CEEES - Systematic Investigation of Building Code Efficacy in Reducing Windstorm Risk to Single Family Housing
Housing is highly vulnerable to climate risk and particularly windstorm risk, as evidenced by the mounting toll of billion dollar disasters in the US, questioning how codes and standards might better protect homes from climate-related risks. In response, this proposal leverages and expands a unique database of over 4600 detailed forensic evaluations of single family housing conducted by the Structural Extreme Events Reconnaissance (StEER) Network after seven major hurricanes and tornado outbreaks. Unsupervised machine learning will mine this data to establish performance metrics to be tracked across codes and standards and reveal the combinations of housing features driving observed performance (RQ 1.2). Upon linking these features to specific provisions in the codes governing at time of construction, the study will reveal not only the extent to which current codes are successfully achieving resilience outcomes (RQ 1.1) and how modern codes outperform older editions (RQ 1.3), but also provide systematic evidence of what code reforms or retrofitting programs should be prioritized by policymakers. As a result of the comparative power of the leveraged database, the study will also systematically document the effects of fragmented code adoption and enforcement across jurisdictions (RQ 2.1) through a comparative case study of three southeastern states along a continuum of regulatory compliance.

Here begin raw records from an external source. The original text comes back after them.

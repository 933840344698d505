//! Value ordering and field-path lookup over JSON documents.
//!
//! The order is total so it can drive both sorting and the comparison
//! operators: `null < numbers < strings < objects < arrays < booleans`.
//! Numbers compare numerically regardless of int/float representation.

use std::cmp::Ordering;

use serde_json::Value;

use super::types::Document;

const fn type_rank(value: &Value) -> u8 {
    match value {
        Value::Null => 0,
        Value::Number(_) => 1,
        Value::String(_) => 2,
        Value::Object(_) => 3,
        Value::Array(_) => 4,
        Value::Bool(_) => 5,
    }
}

/// Compare two values under the crate-wide total order.
pub fn compare_values(a: &Value, b: &Value) -> Ordering {
    match (a, b) {
        (Value::Null, Value::Null) => Ordering::Equal,
        (Value::Number(x), Value::Number(y)) => {
            if let (Some(x), Some(y)) = (x.as_i64(), y.as_i64()) {
                return x.cmp(&y);
            }
            if let (Some(x), Some(y)) = (x.as_u64(), y.as_u64()) {
                return x.cmp(&y);
            }
            let x = x.as_f64().unwrap_or(f64::NAN);
            let y = y.as_f64().unwrap_or(f64::NAN);
            x.partial_cmp(&y).unwrap_or(Ordering::Equal)
        },
        (Value::String(x), Value::String(y)) => x.cmp(y),
        (Value::Bool(x), Value::Bool(y)) => x.cmp(y),
        (Value::Array(x), Value::Array(y)) => {
            for (l, r) in x.iter().zip(y) {
                let ord = compare_values(l, r);
                if ord != Ordering::Equal {
                    return ord;
                }
            }
            x.len().cmp(&y.len())
        },
        (Value::Object(x), Value::Object(y)) => {
            for ((lk, lv), (rk, rv)) in x.iter().zip(y) {
                let ord = lk.cmp(rk).then_with(|| compare_values(lv, rv));
                if ord != Ordering::Equal {
                    return ord;
                }
            }
            x.len().cmp(&y.len())
        },
        _ => type_rank(a).cmp(&type_rank(b)),
    }
}

/// Whether two values are equal under [`compare_values`].
pub fn values_equal(a: &Value, b: &Value) -> bool {
    compare_values(a, b) == Ordering::Equal
}

/// Resolve a dotted field path (`profile.age`) inside a document.
///
/// Returns `None` when any segment is missing or traverses a non-object.
pub fn lookup<'a>(doc: &'a Document, path: &str) -> Option<&'a Value> {
    let mut segments = path.split('.');
    let mut current = doc.get(segments.next()?)?;
    for segment in segments {
        current = current.as_object()?.get(segment)?;
    }
    Some(current)
}

#[cfg(test)]
mod tests {
    use super::*;
    use serde_json::json;

    #[test]
    fn test_type_order() {
        let ordered = [
            json!(null),
            json!(-5),
            json!(2.5),
            json!("a"),
            json!({"a": 1}),
            json!([1]),
            json!(false),
            json!(true),
        ];
        for pair in ordered.windows(2) {
            assert_eq!(
                compare_values(&pair[0], &pair[1]),
                Ordering::Less,
                "{} < {}",
                pair[0],
                pair[1]
            );
        }
    }

    #[test]
    fn test_numbers_compare_across_representations() {
        assert!(values_equal(&json!(1), &json!(1.0)));
        assert_eq!(compare_values(&json!(2), &json!(1.5)), Ordering::Greater);
        assert_eq!(
            compare_values(&json!(u64::MAX), &json!(1)),
            Ordering::Greater
        );
    }

    #[test]
    fn test_arrays_compare_elementwise_then_length() {
        assert_eq!(compare_values(&json!([1, 2]), &json!([1, 3])), Ordering::Less);
        assert_eq!(compare_values(&json!([1, 2]), &json!([1])), Ordering::Greater);
    }

    #[test]
    fn test_lookup_dotted_path() {
        let doc = json!({"profile": {"age": 30}, "name": "x"});
        let doc = doc.as_object().unwrap();
        assert_eq!(lookup(doc, "profile.age"), Some(&json!(30)));
        assert_eq!(lookup(doc, "name"), Some(&json!("x")));
        assert_eq!(lookup(doc, "name.first"), None);
        assert_eq!(lookup(doc, "missing"), None);
    }
}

The study will yield systematic evidence to guide what code reforms or retrofitting programs should be prioritized by policymakers. Thus students will understand how we "learn from disasters" and more importantly conduct research that has the potential to change building codes and practices to reduce the toll on disasters on the United States. It is very rare for students to have access to data on how real-world, as-built structures perform and how to mine these large volumes of data to extract insights.